Establish and maintain those facilities and systems required to respond to needs. Much has been said over the years regarding establishing production projects, storehouses, the employment program, appropriate use of LDS Social Services agencies, and Deseret Industries. I needn’t elaborate on what ought to be or how it should be established. Simply let me remind you that, according to an appropriate plan, we must go forth in establishing the Lord’s complete program.
Keep the program volunteer centered. As a stake president, I observed the transformation in lives and the happiness gained by those who, on a Church service and volunteer basis, gave of themselves as Good Samaritans and as good Christians to heal and prosper the lives of others. I believe it was President Lee who said that we must never let this program become one of professionals. To the extent possible, we should rely on church service—brothers and sisters—to accomplish much of this work. When it is required that we have full- or part-time employees, then let us make certain that those we hire are fully qualified.

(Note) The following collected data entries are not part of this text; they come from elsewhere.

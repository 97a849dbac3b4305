//! Declarative form schemas loaded from TOML

use std::collections::{BTreeMap, HashSet};
use std::fs;
use std::path::Path;

use anyhow::{bail, ensure, Context, Result};
use formgate_validation::{pipeline, Bounds, FieldErrors, FieldSource, Outcome, Presence, Value};
use serde::{Deserialize, Serialize};

/// A named list of field rules, validated in declaration order
#[derive(Debug, Clone, Default, PartialEq, Serialize, Deserialize)]
pub struct FormSchema {
    #[serde(default)]
    name: String,

    #[serde(default)]
    fields: Vec<FieldRule>,
}

/// How one field is extracted, coerced and constrained
#[derive(Debug, Clone, PartialEq, Serialize, Deserialize)]
pub struct FieldRule {
    /// Key in the submitted form
    pub name: String,

    /// Text used in error messages (defaults to `name`)
    #[serde(default)]
    pub label: Option<String>,

    #[serde(default)]
    pub presence: PresenceRule,

    /// Returned as-is when a `defaulting` field is not supplied
    #[serde(default)]
    pub default: Option<Value>,

    #[serde(flatten)]
    pub kind: FieldKind,
}

#[derive(Debug, Clone, Copy, PartialEq, Eq, Default, Serialize, Deserialize)]
#[serde(rename_all = "lowercase")]
pub enum PresenceRule {
    Required,
    #[default]
    Optional,
    Defaulting,
}

/// Value shape and its constraints
#[derive(Debug, Clone, PartialEq, Serialize, Deserialize)]
#[serde(tag = "type", rename_all = "lowercase")]
pub enum FieldKind {
    Text { max_length: usize },
    Integer { max_length: usize, min: i64, max: i64 },
    Float { max_length: usize, min: f64, max: f64 },
    Radio { options: Vec<String> },
    Checkbox { value: String },
    Checkboxes { options: Vec<String> },
}

impl FieldKind {
    fn type_name(&self) -> &'static str {
        match self {
            FieldKind::Text { .. } => "text",
            FieldKind::Integer { .. } => "integer",
            FieldKind::Float { .. } => "float",
            FieldKind::Radio { .. } => "radio",
            FieldKind::Checkbox { .. } => "checkbox",
            FieldKind::Checkboxes { .. } => "checkboxes",
        }
    }

    /// Whether `value` has the right shape to be this kind's default
    fn accepts_default(&self, value: &Value) -> bool {
        match self {
            FieldKind::Text { .. } | FieldKind::Radio { .. } => value.as_str().is_some(),
            FieldKind::Integer { .. } => value.as_i64().is_some(),
            FieldKind::Float { .. } => value.as_f64().is_some(),
            FieldKind::Checkbox { .. } | FieldKind::Checkboxes { .. } => false,
        }
    }
}

impl FieldRule {
    pub fn new(name: impl Into<String>, kind: FieldKind) -> Self {
        Self {
            name: name.into(),
            label: None,
            presence: PresenceRule::Optional,
            default: None,
            kind,
        }
    }

    pub fn label(mut self, label: impl Into<String>) -> Self {
        self.label = Some(label.into());
        self
    }

    pub fn required(mut self) -> Self {
        self.presence = PresenceRule::Required;
        self.default = None;
        self
    }

    pub fn defaulting(mut self, default: impl Into<Value>) -> Self {
        self.presence = PresenceRule::Defaulting;
        self.default = Some(default.into());
        self
    }

    pub fn display_label(&self) -> &str {
        self.label.as_deref().unwrap_or(&self.name)
    }

    /// Reject rules that could not be applied consistently
    pub fn check(&self) -> Result<()> {
        ensure!(!self.name.is_empty(), "field name must not be empty");

        let kind = self.kind.type_name();

        match (&self.presence, &self.default) {
            (PresenceRule::Defaulting, None) => {
                bail!("field {:?}: defaulting fields need a default", self.name)
            }
            (PresenceRule::Defaulting, Some(default)) if !self.kind.accepts_default(default) => {
                bail!("field {:?}: default {} does not fit a {} field", self.name, default, kind)
            }
            (PresenceRule::Required | PresenceRule::Optional, Some(_)) => {
                bail!("field {:?}: only defaulting fields take a default", self.name)
            }
            _ => {}
        }

        match &self.kind {
            FieldKind::Integer { min, max, .. } => {
                ensure!(min <= max, "field {:?}: min {} exceeds max {}", self.name, min, max);
            }
            FieldKind::Float { min, max, .. } => {
                ensure!(min <= max, "field {:?}: min {} exceeds max {}", self.name, min, max);
            }
            FieldKind::Radio { options } | FieldKind::Checkboxes { options } => {
                ensure!(!options.is_empty(), "field {:?}: {} needs at least one option", self.name, kind);
            }
            FieldKind::Checkbox { .. } | FieldKind::Text { .. } => {}
        }

        if matches!(self.kind, FieldKind::Checkbox { .. } | FieldKind::Checkboxes { .. }) {
            ensure!(
                self.presence == PresenceRule::Optional,
                "field {:?}: {} fields are always optional",
                self.name,
                kind
            );
        }

        Ok(())
    }

    /// Run this rule's pipeline against `source`
    pub fn run<S: FieldSource + ?Sized>(&self, source: &S) -> Outcome<Value> {
        let name = self.name.as_str();
        let label = self.display_label();

        match &self.kind {
            FieldKind::Text { max_length } => {
                let presence = self.presence_as(|v| v.as_str().map(str::to_string));
                pipeline::text(source, name, label, *max_length, presence).map(Value::Text)
            }
            FieldKind::Integer { max_length, min, max } => {
                let presence = self.presence_as(Value::as_i64);
                pipeline::integer(source, name, label, *max_length, Bounds::new(*min, *max), presence)
                    .map(Value::Integer)
            }
            FieldKind::Float { max_length, min, max } => {
                let presence = self.presence_as(Value::as_f64);
                pipeline::float(source, name, label, *max_length, Bounds::new(*min, *max), presence)
                    .map(Value::Float)
            }
            FieldKind::Radio { options } => {
                let presence = self.presence_as(|v| v.as_str().map(str::to_string));
                pipeline::radio(source, name, label, options.as_slice(), presence).map(Value::Text)
            }
            FieldKind::Checkbox { value } => pipeline::checkbox(source, name, label, value).map(Value::Text),
            FieldKind::Checkboxes { options } => pipeline::checkboxes(source, name, label, options.as_slice()).map(Value::List),
        }
    }

    fn presence_as<T>(&self, extract: impl FnOnce(&Value) -> Option<T>) -> Presence<T> {
        match self.presence {
            PresenceRule::Required => Presence::Required,
            PresenceRule::Optional => Presence::Optional,
            PresenceRule::Defaulting => match self.default.as_ref().and_then(extract) {
                Some(default) => Presence::Defaulting(default),
                None => {
                    tracing::error!(field = %self.name, "unusable default; treating field as optional");
                    Presence::Optional
                }
            },
        }
    }
}

impl FormSchema {
    /// Build a schema from rules, checking every rule
    pub fn new(name: impl Into<String>, fields: Vec<FieldRule>) -> Result<Self> {
        let schema = Self {
            name: name.into(),
            fields,
        };
        schema.check()?;
        Ok(schema)
    }

    /// Parse a schema from TOML text. Empty text gives an empty schema.
    pub fn from_toml_str(content: &str) -> Result<Self> {
        if content.trim().is_empty() {
            return Ok(Self::default());
        }

        let schema: FormSchema = toml::from_str(content).context("Failed to parse form schema")?;
        schema.check()?;
        Ok(schema)
    }

    /// Load a schema file
    pub fn load(path: impl AsRef<Path>) -> Result<Self> {
        let path = path.as_ref();

        let content = fs::read_to_string(path)
            .with_context(|| format!("Failed to read form schema: {:?}", path))?;

        let schema = Self::from_toml_str(&content)
            .with_context(|| format!("Invalid form schema: {:?}", path))?;

        tracing::info!(form = %schema.name, fields = schema.fields.len(), "loaded form schema from {:?}", path);
        Ok(schema)
    }

    pub fn name(&self) -> &str {
        &self.name
    }

    pub fn fields(&self) -> &[FieldRule] {
        &self.fields
    }

    pub fn field(&self, name: &str) -> Option<&FieldRule> {
        self.fields.iter().find(|rule| rule.name == name)
    }

    fn check(&self) -> Result<()> {
        let mut seen = HashSet::new();
        for rule in &self.fields {
            ensure!(seen.insert(rule.name.as_str()), "field {:?} is declared twice", rule.name);
            rule.check()?;
        }
        Ok(())
    }

    /// Validate every field of one submission
    pub fn validate<S: FieldSource + ?Sized>(&self, source: &S) -> Submission {
        let mut submission = Submission::default();

        for rule in &self.fields {
            if let Some(value) = rule.run(source).settle(&rule.name, &mut submission.errors) {
                submission.values.insert(rule.name.clone(), value);
            }
        }

        tracing::debug!(
            form = %self.name,
            values = submission.values.len(),
            errors = submission.errors.len(),
            "form validated"
        );
        submission
    }
}

/// Result of validating a whole form: accepted values plus the error collection
#[derive(Debug, Clone, Default, PartialEq, Serialize)]
pub struct Submission {
    /// Validated values; optional fields that were not supplied are omitted
    pub values: BTreeMap<String, Value>,
    pub errors: FieldErrors,
}

impl Submission {
    pub fn is_valid(&self) -> bool {
        self.errors.is_empty()
    }

    pub fn get(&self, name: &str) -> Option<&Value> {
        self.values.get(name)
    }

    pub fn into_result(self) -> std::result::Result<BTreeMap<String, Value>, FieldErrors> {
        if self.errors.is_empty() {
            Ok(self.values)
        } else {
            Err(self.errors)
        }
    }

    /// JSON shape handed to templates: `{"values": {...}, "errors": {...}}`
    pub fn to_json(&self) -> serde_json::Result<serde_json::Value> {
        serde_json::to_value(self)
    }
}

#[cfg(test)]
mod tests {
    use super::*;

    #[test]
    fn test_empty_schema() {
        let schema = FormSchema::from_toml_str("").unwrap();
        assert!(schema.fields().is_empty());
        assert_eq!(schema.name(), "");
    }

    #[test]
    fn test_parse_field_kinds() {
        let toml = r#"
            name = "order"

            [[fields]]
            name = "qty"
            label = "Quantity"
            presence = "defaulting"
            default = 1
            type = "integer"
            max_length = 3
            min = 1
            max = 100

            [[fields]]
            name = "weight"
            type = "float"
            max_length = 8
            min = 0
            max = 2.5

            [[fields]]
            name = "extras"
            type = "checkboxes"
            options = ["cheese", "ham"]
        "#;

        let schema = FormSchema::from_toml_str(toml).unwrap();
        assert_eq!(schema.name(), "order");

        let qty = schema.field("qty").unwrap();
        assert_eq!(qty.display_label(), "Quantity");
        assert_eq!(qty.presence, PresenceRule::Defaulting);
        assert_eq!(qty.default, Some(Value::Integer(1)));
        assert_eq!(
            qty.kind,
            FieldKind::Integer {
                max_length: 3,
                min: 1,
                max: 100
            }
        );

        let weight = schema.field("weight").unwrap();
        assert_eq!(weight.display_label(), "weight");
        assert_eq!(weight.presence, PresenceRule::Optional);
        assert_eq!(
            weight.kind,
            FieldKind::Float {
                max_length: 8,
                min: 0.0,
                max: 2.5
            }
        );
    }

    #[test]
    fn test_float_default_accepts_integer_literal() {
        let rule = FieldRule::new(
            "ratio",
            FieldKind::Float {
                max_length: 5,
                min: 0.0,
                max: 1.0,
            },
        )
        .defaulting(Value::Integer(1));

        assert!(rule.check().is_ok());
        let empty = crate::FormData::new();
        assert_eq!(rule.run(&empty), Outcome::Valid(Value::Float(1.0)));
    }
}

My brothers and sisters, the work of this Church is moving forward as perhaps never before. May each of us give of ourselves wherever we can in the building of this kingdom and be fully self-reliant and compassionate; and then, as appropriate, help others help themselves in this great Welfare Services work and maintain their dignity and self-respect.
I leave with you my testimony of the truthfulness of this most important work. It is the work of the Lord. In the name of Jesus Christ, amen.